* _DATA_:
○ ○ ○ ○

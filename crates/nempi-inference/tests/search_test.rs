//! Tests for greedy structure search.

use nalgebra::DMatrix;
use nempi_core::config::{NoiseModel, SearchConfig};
use nempi_inference::{AttachmentScorer, EmissionTable, StructureSearch};
use nempi_network::NetworkModel;
use proptest::prelude::*;
use test_fixtures::{load_scenario, simulate, SimulationConfig};

fn sequential() -> SearchConfig {
    SearchConfig {
        parallel: false,
        ..Default::default()
    }
}

#[test]
fn recovers_chain_from_labeled_assignment() {
    let scenario = load_scenario("chain_two");
    let emission = EmissionTable::new(&scenario.values(), &NoiseModel::default());
    let config = sequential();
    let search = StructureSearch::new(AttachmentScorer::new(&emission, true, false), &config);

    let start = NetworkModel::empty(&scenario.p_genes);
    let outcome = search.run(&start, scenario.truth().values());

    assert_eq!(outcome.network, scenario.network());
    assert_eq!(outcome.steps, 1);
    assert_eq!(outcome.trace.len(), 1);
    assert_eq!(outcome.attachment.targets, vec![Some(0), Some(1)]);
    assert_eq!(outcome.score, outcome.attachment.total);
}

#[test]
fn symmetric_assignment_prefers_earliest_move() {
    // Under a uniform Γ adding P1 → P2 and P2 → P1 score the same.
    let scenario = load_scenario("chain_two");
    let emission = EmissionTable::new(&scenario.values(), &NoiseModel::default());
    let config = sequential();
    let search = StructureSearch::new(AttachmentScorer::new(&emission, true, false), &config);

    let gamma = DMatrix::from_element(2, 4, 0.5);
    let outcome = search.run(&NetworkModel::empty(&scenario.p_genes), &gamma);
    assert_eq!(outcome.network.edges(), vec![(0, 1)]);
}

#[test]
fn recovers_fork() {
    let scenario = load_scenario("fork_three");
    let emission = EmissionTable::new(&scenario.values(), &NoiseModel::default());
    let config = sequential();
    let search = StructureSearch::new(AttachmentScorer::new(&emission, true, false), &config);

    let outcome = search.run(
        &NetworkModel::empty(&scenario.p_genes),
        scenario.truth().values(),
    );
    assert_eq!(outcome.network, scenario.network());
}

#[test]
fn max_steps_caps_accepted_moves() {
    let scenario = load_scenario("fork_three");
    let emission = EmissionTable::new(&scenario.values(), &NoiseModel::default());
    let config = SearchConfig {
        max_steps: 1,
        ..sequential()
    };
    let search = StructureSearch::new(AttachmentScorer::new(&emission, true, false), &config);

    let outcome = search.run(
        &NetworkModel::empty(&scenario.p_genes),
        scenario.truth().values(),
    );
    assert_eq!(outcome.steps, 1);
    assert_eq!(outcome.network.edge_count(), 1);
}

#[test]
fn warm_start_at_optimum_accepts_nothing() {
    let scenario = load_scenario("chain_two");
    let emission = EmissionTable::new(&scenario.values(), &NoiseModel::default());
    let config = sequential();
    let search = StructureSearch::new(AttachmentScorer::new(&emission, true, false), &config);

    let outcome = search.run(&scenario.network(), scenario.truth().values());
    assert_eq!(outcome.steps, 0);
    assert!(outcome.trace.is_empty());
    assert_eq!(outcome.network, scenario.network());
}

#[test]
fn cycle_closing_moves_are_counted() {
    // From P1 → P2 → P3 the only rejected move is adding P3 → P1.
    let p_genes: Vec<String> = ["P1", "P2", "P3"].iter().map(|s| s.to_string()).collect();
    let start = NetworkModel::from_edges(&p_genes, &[(0, 1), (1, 2)]).unwrap();
    let values = DMatrix::from_element(3, 3, -1.0);
    let emission = EmissionTable::new(&values, &NoiseModel::default());
    let config = sequential();
    let search = StructureSearch::new(AttachmentScorer::new(&emission, true, false), &config);

    let outcome = search.run(&start, &DMatrix::zeros(3, 3));
    assert_eq!(outcome.steps, 0);
    assert_eq!(outcome.rejected_moves, 1);
}

#[test]
fn parallel_search_matches_sequential() {
    let data = simulate(&SimulationConfig {
        n_p_genes: 6,
        n_samples: 80,
        seed: 7,
        ..Default::default()
    });
    let emission = EmissionTable::new(data.dataset.data().values(), &NoiseModel::default());
    let start = NetworkModel::empty(&data.dataset.p_gene_vocabulary());
    let gamma = data.truth.values().clone();

    let seq_config = sequential();
    let par_config = SearchConfig::default();
    let seq = StructureSearch::new(AttachmentScorer::new(&emission, true, false), &seq_config)
        .run(&start, &gamma);
    let par = StructureSearch::new(AttachmentScorer::new(&emission, true, true), &par_config)
        .run(&start, &gamma);

    assert_eq!(seq.network, par.network);
    assert_eq!(seq.score, par.score);
    assert_eq!(seq.trace, par.trace);
}

proptest! {
    #![proptest_config(ProptestConfig::with_cases(24))]

    #[test]
    fn search_returns_acyclic_network_with_increasing_trace(
        seed in any::<u64>(),
        n_p_genes in 2_usize..6,
        edge_probability in 0.0_f64..0.6,
    ) {
        let data = simulate(&SimulationConfig {
            n_p_genes,
            e_genes_per_p_gene: 2,
            n_samples: 20,
            edge_probability,
            seed,
            ..Default::default()
        });
        let emission = EmissionTable::new(data.dataset.data().values(), &NoiseModel::default());
        let config = SearchConfig { max_steps: 20, ..sequential() };
        let search = StructureSearch::new(AttachmentScorer::new(&emission, true, false), &config);

        let outcome = search.run(&data.network, data.truth.values());

        prop_assert!(outcome.network.is_acyclic());
        prop_assert!(outcome.network.find_cycles().is_empty());
        prop_assert!(outcome.steps <= 20);
        for pair in outcome.trace.windows(2) {
            prop_assert!(pair[1] > pair[0]);
        }
    }
}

○ ○ ○ ○

* _TASK ITEM_: All of the data needs to be printed once more, exactly.

* _RESPONSE BELOW_:
filename crates/nempi-inference/tests/search_test.rs
//! Tests for greedy structure search.

use nalgebra::DMatrix;
use nempi_core::config::{NoiseModel, SearchConfig};
use nempi_inference::{AttachmentScorer, EmissionTable, StructureSearch};
use nempi_network::NetworkModel;
use proptest::prelude::*;
use test_fixtures::{load_scenario, simulate, SimulationConfig};

fn sequential() -> SearchConfig {
    SearchConfig {
        parallel: false,
        ..Default::default()
    }
}

#[test]
fn recovers_chain_from_labeled_assignment() {
    let scenario = load_scenario("chain_two");
    let emission = EmissionTable::new(&scenario.values(), &NoiseModel::default());
    let config = sequential();
    let search = StructureSearch::new(AttachmentScorer::new(&emission, true, false), &config);

    let start = NetworkModel::empty(&scenario.p_genes);
    let outcome = search.run(&start, scenario.truth().values());

    assert_eq!(outcome.network, scenario.network());
    assert_eq!(outcome.steps, 1);
    assert_eq!(outcome.trace.len(), 1);
    assert_eq!(outcome.attachment.targets, vec![Some(0), Some(1)]);
    assert_eq!(outcome.score, outcome.attachment.total);
}

#[test]
fn symmetric_assignment_prefers_earliest_move() {
    // Under a uniform Γ adding P1 → P2 and P2 → P1 score the same.
    let scenario = load_scenario("chain_two");
    let emission = EmissionTable::new(&scenario.values(), &NoiseModel::default());
    let config = sequential();
    let search = StructureSearch::new(AttachmentScorer::new(&emission, true, false), &config);

    let gamma = DMatrix::from_element(2, 4, 0.5);
    let outcome = search.run(&NetworkModel::empty(&scenario.p_genes), &gamma);
    assert_eq!(outcome.network.edges(), vec![(0, 1)]);
}

#[test]
fn recovers_fork() {
    let scenario = load_scenario("fork_three");
    let emission = EmissionTable::new(&scenario.values(), &NoiseModel::default());
    let config = sequential();
    let search = StructureSearch::new(AttachmentScorer::new(&emission, true, false), &config);

    let outcome = search.run(
        &NetworkModel::empty(&scenario.p_genes),
        scenario.truth().values(),
    );
    assert_eq!(outcome.network, scenario.network());
}

#[test]
fn max_steps_caps_accepted_moves() {
    let scenario = load_scenario("fork_three");
    let emission = EmissionTable::new(&scenario.values(), &NoiseModel::default());
    let config = SearchConfig {
        max_steps: 1,
        ..sequential()
    };
    let search = StructureSearch::new(AttachmentScorer::new(&emission, true, false), &config);

    let outcome = search.run(
        &NetworkModel::empty(&scenario.p_genes),
        scenario.truth().values(),
    );
    assert_eq!(outcome.steps, 1);
    assert_eq!(outcome.network.edge_count(), 1);
}

#[test]
fn warm_start_at_optimum_accepts_nothing() {
    let scenario = load_scenario("chain_two");
    let emission = EmissionTable::new(&scenario.values(), &NoiseModel::default());
    let config = sequential();
    let search = StructureSearch::new(AttachmentScorer::new(&emission, true, false), &config);

    let outcome = search.run(&scenario.network(), scenario.truth().values());
    assert_eq!(outcome.steps, 0);
    assert!(outcome.trace.is_empty());
    assert_eq!(outcome.network, scenario.network());
}

#[test]
fn cycle_closing_moves_are_counted() {
    // From P1 → P2 → P3 the only rejected move is adding P3 → P1.
    let p_genes: Vec<String> = ["P1", "P2", "P3"].iter().map(|s| s.to_string()).collect();
    let start = NetworkModel::from_edges(&p_genes, &[(0, 1), (1, 2)]).unwrap();
    let values = DMatrix::from_element(3, 3, -1.0);
    let emission = EmissionTable::new(&values, &NoiseModel::default());
    let config = sequential();
    let search = StructureSearch::new(AttachmentScorer::new(&emission, true, false), &config);

    let outcome = search.run(&start, &DMatrix::zeros(3, 3));
    assert_eq!(outcome.steps, 0);
    assert_eq!(outcome.rejected_moves, 1);
}

#[test]
fn parallel_search_matches_sequential() {
    let data = simulate(&SimulationConfig {
        n_p_genes: 6,
        n_samples: 80,
        seed: 7,
        ..Default::default()
    });
    let emission = EmissionTable::new(data.dataset.data().values(), &NoiseModel::default());
    let start = NetworkModel::empty(&data.dataset.p_gene_vocabulary());
    let gamma = data.truth.values().clone();

    let seq_config = sequential();
    let par_config = SearchConfig::default();
    let seq = StructureSearch::new(AttachmentScorer::new(&emission, true, false), &seq_config)
        .run(&start, &gamma);
    let par = StructureSearch::new(AttachmentScorer::new(&emission, true, true), &par_config)
        .run(&start, &gamma);

    assert_eq!(seq.network, par.network);
    assert_eq!(seq.score, par.score);
    assert_eq!(seq.trace, par.trace);
}

proptest! {
    #![proptest_config(ProptestConfig::with_cases(24))]

    #[test]
    fn search_returns_acyclic_network_with_increasing_trace(
        seed in any::<u64>(),
        n_p_genes in 2_usize..6,
        edge_probability in 0.0_f64..0.6,
    ) {
        let data = simulate(&SimulationConfig {
            n_p_genes,
            e_genes_per_p_gene: 2,
            n_samples: 20,
            edge_probability,
            seed,
            ..Default::default()
        });
        let emission = EmissionTable::new(data.dataset.data().values(), &NoiseModel::default());
        let config = SearchConfig { max_steps: 20, ..sequential() };
        let search = StructureSearch::new(AttachmentScorer::new(&emission, true, false), &config);

        let outcome = search.run(&data.network, data.truth.values());

        prop_assert!(outcome.network.is_acyclic());
        prop_assert!(outcome.network.find_cycles().is_empty());
        prop_assert!(outcome.steps <= 20);
        for pair in outcome.trace.windows(2) {
            prop_assert!(pair[1] > pair[0]);
        }
    }
}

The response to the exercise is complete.